The conditional only checked if the cloudwatch group was set, and if it
wasn't, the hostname variable wouldn't be set either. So the executor
would try to look for a hostname but not find any.
We need the ability to use different CloudWatch group for the
osbuild-executor on Fedora workers in staging and production
environment.
Extend the worker confguration to allow configuring the CloudWatch group
name used by the osbuild-executor. Extend the secure instance code to
instruct cloud-init via user data to create /tmp/cloud_init_vars file
with the CloudWatch group name in the osbuild-executor instance, to make
it possible for the executor to configure its logging differently based
on the value.
Cover new changes by unit tests.
Signed-off-by: Tomáš Hozza <thozza@redhat.com>
Using the group names option only works for the default VPC, the workers
are not running in the default VPC. For non-default VPCs filters should
be used.
InstanceRequirements is very flakey, the create fleet request fails
almost consistently with the same error.
To continue with testing use a fixed instance type for now. As a
followup we can expand the instance type selection logic or figure out
what was wrong with the InstanceRequirements.

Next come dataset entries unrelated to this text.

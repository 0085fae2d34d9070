//! Application state.

use std::sync::Arc;

use sqlx::PgPool;

use tmark_queue::{JobQueue, ProgressChannel};

use crate::auth::TokenVerifier;
use crate::config::ApiConfig;

/// Shared application state.
#[derive(Clone)]
pub struct AppState {
    pub config: ApiConfig,
    pub pool: PgPool,
    pub queue: Arc<JobQueue>,
    pub progress: Arc<ProgressChannel>,
    pub verifier: Arc<TokenVerifier>,
}

impl AppState {
    /// Create new application state, connecting to Postgres and Redis.
    pub async fn new(config: ApiConfig) -> anyhow::Result<Self> {
        let pool = tmark_store::connect_from_env().await?;
        tmark_store::run_migrations(&pool).await?;

        let queue = JobQueue::from_env()?;
        queue.init().await?;

        let progress = ProgressChannel::from_env()?;
        let verifier = TokenVerifier::from_env().map_err(anyhow::Error::msg)?;

        Ok(Self {
            config,
            pool,
            queue: Arc::new(queue),
            progress: Arc::new(progress),
            verifier: Arc::new(verifier),
        })
    }
}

For non-default VPCs, AWS needs the subnets it can launch the instance
in, otherwise it will try to launch the instance in the default VPC,
even if the supplied security groups are attached to a non-default VPC.
Furthermore there can only be 1 subnet specified per availability zone,
so query the subnets in the VPC of the host (as the instance needs to be
launched in the same network), and pick 1 of the VPC's subnets per AZ.